Blockchain-based mobile network provider World Mobile has announced the launch of its first aerostat in Mozambique. The launch allows the company to make its commercial model and sharing economy fully available in the country following regulatory hurdles encountered in Zanzibar, Tanzania. 

The details 

  • World Mobile announced in a social media post that the aerostat went live in Massingir, Mozambique. Over the next few weeks, the company plans to gather data sets through its custom radio payloads to pave the way for deploying more aerostats across more regions in Mozambique and Africa. 
  • In addition, the aerostat’s launch paves the way for introducing the company’s sharing economy. This system allows regular individuals to participate, provide connectivity for people around them, and earn money. 
  • CEO of the telecommunications company, Micky Watson, told CNBC Africa that the company had initially planned to launch the first aerostat in Zanzibar.  
  • However, the company failed to secure regulatory approval in the country despite waiting for 11 months.

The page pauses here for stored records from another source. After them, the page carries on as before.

//! 当前用户解析
//!
//! 存储本身不管理登录会话，只通过 [`IdentityProvider`] 获取当前用户 ID。

use crate::config::AppConfig;
use crate::errors::{Result, StoreError};
use crate::models::UserId;

pub trait IdentityProvider: Send + Sync {
    /// 当前已认证用户的 ID，未登录时返回 `None`
    fn current_user_id(&self) -> Option<String>;
}

/// 固定身份，供命令行和测试使用
#[derive(Debug, Clone, Default)]
pub struct StaticIdentity {
    user_id: Option<String>,
}

impl StaticIdentity {
    pub fn signed_in<S: Into<String>>(user_id: S) -> Self {
        Self {
            user_id: Some(user_id.into()),
        }
    }

    pub fn signed_out() -> Self {
        Self { user_id: None }
    }
}

impl IdentityProvider for StaticIdentity {
    fn current_user_id(&self) -> Option<String> {
        self.user_id.clone()
    }
}

impl IdentityProvider for AppConfig {
    fn current_user_id(&self) -> Option<String> {
        self.configured_user_id().map(str::to_string)
    }
}

pub fn resolve_user(identity: &dyn IdentityProvider) -> Result<UserId> {
    match identity.current_user_id() {
        Some(user_id) => UserId::parse(user_id),
        None => Err(StoreError::not_authenticated("No authenticated user")),
    }
}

As such, while its network and global app are already available in Zanzibar, Massingir is the first place it has launched its aerostat. 

Key quotes 

  • Watkins said: 
“We are delighted to announce the launch of our first commercial aerostat in Mozambique, a landmark achievement for World Mobile … With our aerostats, we can profitably bring internet access to millions of people who have been left behind by the digital divide.” 
  • He told CNBC: 
“In Zanzibar, we wanted to unleash the entire sharing economy … Unfortunately, we are still waiting for Zanzibar to give us permission to launch.” 

How it works 

  • World Mobile’s aerostats are unpowered helium-filled balloons tethered to the ground with a high-speed fiber cable connection. 
  • They connect over a wider area than the air nodes, which function like small cell towers and cover much less distance. According to Watkins, aerostats can connect up to 100,000 people over a 70km radius. 
  • These airborne devices act as telecommunications towers in the sky, and because of their extended range, they function as the backhaul for air node operators. 
  • Air nodes, on the other hand, are smaller devices that provide connectivity over a small area or neighborhood. They derive their connectivity from the aerostats and can be run by anyone. 

Blurry lines 

  • In World Mobile’s sharing economy, anyone can participate directly in the system by purchasing an air node and earning money to provide connectivity to people around them. 
  • However, in a Twitter space in March, the World Mobile team hinted that each air node costs $7000. In most rural African communities, this is hardly achievable. 
  • It remains to be seen how the team plans to make the air nodes affordable to residents of the communities they launch in.  
  • It is unclear whether the company offers a cheaper alternative to mainstream telecommunication networks in Africa, where eight of the world’s most affordable countries for mobile internet access are located.